Trustees | Freedom of Expression

Brandeis won’t give honorary degree to Islam critic

BOSTON GLOBE   |  April 10, 2014 by Peter Schworm

Ayaan Hirsi Ali, a prominent advocate for women’s rights and an outspoken critic of Islam, denounced Brandeis University Wednesday for abruptly withdrawing its offer of an honorary degree, accusing the school of stifling free speech.

The Waltham university announced late Tuesday that it would not honor the Somali-born activist at its graduation ceremonies next month, voicing concern about her inflammatory statements, including that “violence is inherent in Islam.”

In a sharply worded response, Hirsi Ali assailed Brandeis officials Wednesday, saying they had bowed to critics who “simply wanted me to be silenced.”

“What was initially intended as an honor has now devolved into a moment of shaming,” she said in a statement. “Yet the slur on my reputation is not the worst aspect of this episode. More deplorable is that an institution set up on the basis of religious freedom should today so deeply betray its own founding principles.”

Facing public pressure on campus and beyond, Brandeis said late Tuesday it had rescinded its offer to Hirsi Ali, a week after announcing she would receive an honorary degree.

“We respect and appreciate her work to protect and defend the rights of women and girls throughout the world,” the university said in a statement. “That said, we cannot overlook certain of her past statements that are inconsistent with Brandeis University’s core values. For all concerned, we regret that we were not aware of these statements earlier.”

The college invited her to speak at another time.
But Hirsi Ali, a fellow at the Belfer Center for the Future of Diplomacy at the Kennedy School of Government at Harvard University, said that Brandeis had spent months planning for her to speak at commencement and that it was “scarcely credible” they were unaware of her public record.

“I assumed that Brandeis intended to honor me for my work as a defender of the rights of women against abuses that are often religious in origin,” she said.
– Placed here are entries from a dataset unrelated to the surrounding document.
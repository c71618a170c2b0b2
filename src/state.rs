use crate::config::AppConfig;
use crate::services::generation::GenerationProvider;
use crate::services::providers::{LoyaltyProvider, OrderProvider};

pub struct AppState {
    pub config: AppConfig,
    pub generation: Box<dyn GenerationProvider>,
    pub orders: Box<dyn OrderProvider>,
    pub loyalty: Box<dyn LoyaltyProvider>,
}
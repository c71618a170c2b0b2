pub mod compose;
pub mod enrichment;
pub mod generation;
pub mod providers;
use std::sync::Arc;
use std::time::Duration;

use axum::routing::{get, post};
use axum::Router;
use tower_http::cors::CorsLayer;
use tower_http::trace::TraceLayer;
use tracing_subscriber::EnvFilter;

use careline::config::AppConfig;
use careline::handlers;
use careline::services::generation::gemini::GeminiProvider;
use careline::services::providers::loyalty_api::LoyaltyApiClient;
use careline::services::providers::order_api::OrderApiClient;
use careline::state::AppState;

#[tokio::main]
async fn main() -> anyhow::Result<()> {
    let _ = dotenvy::dotenv();

    tracing_subscriber::fmt()
        .with_env_filter(EnvFilter::try_from_default_env().unwrap_or_else(|_| "info".into()))
        .init();

    let config = AppConfig::from_env();

    if !config.has_gemini_key() {
        tracing::warn!("GEMINI_API_KEY is not set; generation endpoints are disabled");
    }
    if !config.has_order_credentials() {
        tracing::warn!("ORDER_API_TOKEN missing or malformed; order lookups are disabled");
    }
    if !config.has_loyalty_credentials() {
        tracing::warn!("loyalty credentials missing or malformed; loyalty lookups are disabled");
    }

    let timeout = Duration::from_secs(config.request_timeout_secs);

    let generation = GeminiProvider::new(
        config.gemini_api_key.clone(),
        config.gemini_base_url.clone(),
        config.gemini_model.clone(),
        timeout,
    );
    let orders = OrderApiClient::new(
        config.order_api_url.clone(),
        config.order_api_token.clone(),
        timeout,
    );
    let loyalty = LoyaltyApiClient::new(
        config.loyalty_api_url.clone(),
        config.loyalty_api_key.clone(),
        config.loyalty_access_token.clone(),
        timeout,
    );

    let state = Arc::new(AppState {
        config: config.clone(),
        generation: Box::new(generation),
        orders: Box::new(orders),
        loyalty: Box::new(loyalty),
    });

    let app = Router::new()
        .route("/", get(handlers::home::home))
        .route("/calculate", post(handlers::generate::calculate))
        .route("/text", post(handlers::generate::process_text))
        .route("/support", post(handlers::support::support))
        .layer(TraceLayer::new_for_http())
        .layer(CorsLayer::permissive())
        .with_state(state);

    let addr = format!("0.0.0.0:{}", config.port);
    tracing::info!("starting server on {addr}");

    let listener = tokio::net::TcpListener::bind(&addr).await?;
    axum::serve(listener, app).await?;

    Ok(())
}
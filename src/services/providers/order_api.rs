use std::time::Duration;

use anyhow::Context;
use async_trait::async_trait;

use super::OrderProvider;
use crate::models::OrderSummary;

pub struct OrderApiClient {
    base_url: String,
    auth_token: String,
    timeout: Duration,
    client: reqwest::Client,
}

impl OrderApiClient {
    pub fn new(base_url: String, auth_token: String, timeout: Duration) -> Self {
        Self {
            base_url,
            // Pasted tokens sometimes carry surrounding whitespace
            auth_token: auth_token.trim().to_string(),
            timeout,
            client: reqwest::Client::new(),
        }
    }
}

#[async_trait]
impl OrderProvider for OrderApiClient {
    async fn order_summary(&self, order_id: &str) -> anyhow::Result<OrderSummary> {
        let resp = self
            .client
            .get(format!(
                "{}/orders/pharmacy/orderSummary?orderId={}",
                self.base_url, order_id
            ))
            .header(reqwest::header::ACCEPT, "*/*")
            .bearer_auth(&self.auth_token)
            .timeout(self.timeout)
            .send()
            .await
            .context("failed to call order API")?;

        let status = resp.status();
        if !status.is_success() {
            let body = resp.text().await.unwrap_or_default();
            anyhow::bail!("order API error ({}): {}", status, body);
        }

        resp.json::<OrderSummary>()
            .await
            .context("failed to decode order summary response")
    }
}
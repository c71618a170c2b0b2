use std::time::Duration;

use anyhow::Context;
use async_trait::async_trait;
use serde_json::json;

use super::GenerationProvider;

pub struct GeminiProvider {
    api_key: String,
    base_url: String,
    model: String,
    timeout: Duration,
    client: reqwest::Client,
}

impl GeminiProvider {
    pub fn new(api_key: String, base_url: String, model: String, timeout: Duration) -> Self {
        Self {
            api_key,
            base_url,
            model,
            timeout,
            client: reqwest::Client::new(),
        }
    }
}

#[async_trait]
impl GenerationProvider for GeminiProvider {
    async fn generate(&self, prompt: &str) -> anyhow::Result<String> {
        let body = json!({
            "contents": [{
                "parts": [{
                    "text": prompt,
                }]
            }]
        });

        let resp = self
            .client
            .post(format!(
                "{}/models/{}:generateContent",
                self.base_url, self.model
            ))
            .header("x-goog-api-key", &self.api_key)
            .timeout(self.timeout)
            .json(&body)
            .send()
            .await
            .context("failed to call Gemini API")?;

        let status = resp.status();
        let data: serde_json::Value = resp
            .json()
            .await
            .context("failed to parse Gemini response")?;

        if !status.is_success() {
            anyhow::bail!("Gemini API error ({}): {}", status, data);
        }

        // An empty candidate list in a 2xx response is an error, never an
        // empty success.
        data["candidates"][0]["content"]["parts"][0]["text"]
            .as_str()
            .map(|s| s.to_string())
            .ok_or_else(|| anyhow::anyhow!("missing candidates in Gemini response"))
    }
}
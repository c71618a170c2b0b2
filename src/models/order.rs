use serde::{Deserialize, Serialize};

/// Order-summary envelope as returned by the order provider. The provider
/// reports business-level status inside a 2xx body: `code` + `message`
/// signal whether the record exists.
#[derive(Debug, Clone, Serialize, Deserialize)]
#[serde(rename_all = "camelCase")]
pub struct OrderSummary {
    pub code: i64,
    pub message: String,
    #[serde(default)]
    pub cancellation_reason: Option<String>,
    #[serde(default)]
    pub order_item_details: Vec<OrderItem>,
}

#[derive(Debug, Clone, Serialize, Deserialize)]
#[serde(rename_all = "camelCase")]
pub struct OrderItem {
    #[serde(default)]
    pub name: String,
    #[serde(default)]
    pub sku: String,
    #[serde(default)]
    pub requested_quantity: Option<u32>,
    #[serde(default)]
    pub approved_quantity: Option<u32>,
}

impl OrderSummary {
    /// A 2xx transport result still has to carry this code/message pair to
    /// count as an existing order.
    pub fn data_found(&self) -> bool {
        self.code == 200 && self.message == "Data found."
    }
}
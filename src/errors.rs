use axum::http::StatusCode;
use axum::response::{IntoResponse, Response};

/// User-facing failure kinds. Raw provider errors are logged where they
/// happen; only the fixed messages carried here reach the caller.
#[derive(Debug, thiserror::Error)]
pub enum AppError {
    #[error("{0}")]
    Validation(String),

    #[error("{0}")]
    Config(String),

    #[error("{0}")]
    Generation(String),

    #[error("{0}")]
    Provider(String),
}

impl IntoResponse for AppError {
    fn into_response(self) -> Response {
        let status = match &self {
            AppError::Validation(_) => StatusCode::BAD_REQUEST,
            AppError::Config(_) => StatusCode::INTERNAL_SERVER_ERROR,
            AppError::Generation(_) => StatusCode::BAD_GATEWAY,
            AppError::Provider(_) => StatusCode::BAD_GATEWAY,
        };

        let body = serde_json::json!({ "error": self.to_string() });
        (status, axum::Json(body)).into_response()
    }
}
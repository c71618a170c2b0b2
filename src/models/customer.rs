use serde::{Deserialize, Serialize};

/// Customer-profile envelope from the loyalty provider. `Success: false`
/// with a 2xx transport status means "no such customer".
#[derive(Debug, Clone, Serialize, Deserialize)]
#[serde(rename_all = "PascalCase")]
pub struct CustomerProfileEnvelope {
    pub success: bool,
    #[serde(default)]
    pub customer_data: Option<CustomerData>,
}

#[derive(Debug, Clone, Serialize, Deserialize)]
#[serde(rename_all = "PascalCase")]
pub struct CustomerData {
    #[serde(default)]
    pub name: String,
    #[serde(default)]
    pub tier: String,
    #[serde(default)]
    pub available_credits: f64,
    #[serde(default)]
    pub earned_credits: f64,
    #[serde(default)]
    pub expired_credits: f64,
}

#[derive(Debug, Clone, Serialize, Deserialize)]
#[serde(rename_all = "PascalCase")]
pub struct TransactionHistoryEnvelope {
    pub success: bool,
    #[serde(default)]
    pub transaction_data: Vec<CustomerTransaction>,
}

#[derive(Debug, Clone, Serialize, Deserialize)]
#[serde(rename_all = "PascalCase")]
pub struct CustomerTransaction {
    #[serde(default)]
    pub business_unit: String,
    #[serde(default)]
    pub available_credits: f64,
    #[serde(default)]
    pub credits_earned: f64,
    #[serde(default)]
    pub transaction_date: String,
}

/// Profile and transaction history joined into one record. Only assembled
/// when both loyalty calls succeeded at transport and business level.
#[derive(Debug, Clone, Serialize)]
pub struct LoyaltyAccount {
    pub customer: CustomerData,
    pub transactions: Vec<CustomerTransaction>,
}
The controversy, the latest in a long tradition of campus disputes over the suitability of graduation speakers and honorees, drew strong reactions on both sides. Critics of Hirsi Ali praised the university’s decision; others said it was a surrender to political correctness.

“Brandeis has violated the university’s fundamental commitment to academic freedom and responsibility,” said Anne Neal, president of the American Council of Trustees and Alumni, a higher education group dedicated to academic freedom. “Disinviting a controversial figure for fear of student backlash and upset sensitivities sends a perverse message that a college education must never dare offend.”

Hirsi Ali, a former member of the Dutch Parliament who has spoken out against female genital mutilation and honor killings, is known as a defender of women’s rights in Islamic societies.

She has come under criticism for remarks about Islam. In a 2007 interview with Reason magazine, Hirsi Ali was quoted as saying “there is no moderate Islam” and that Islam needed to be defeated.

“Once it’s defeated, it can mutate into something peaceful,” she said. “It’s very difficult to even talk about peace now. They’re not interested in peace.”

That same year, she told the London Evening Standard that Islam is “the new fascism.”

She also characterized Islam as “a destructive, nihilistic cult of death.” she was quoted as saying, “It legitimates murder.”

Her selection by Brandeis sparked an outcry by students, faculty, and national advocacy groups such as the Council on American-Islamic Relations.

“We believe offering such an award to a promoter of religious prejudice such as Ali is equivalent to promoting the work of white supremacists and anti-Semites,” the group stated.

An online petition signed by students and other critics condemned Hirsi Ali’s “extreme Islamophobic beliefs.”

Hirsi Ali said she was completely shocked when Brandeis president Frederick Lawrence told her the university was rescinding its offer, just a few hours before making the decision public. She rejected the university’s invitation to discuss such issues on campus, saying she did not wish to participate in “one-sided dialogue.”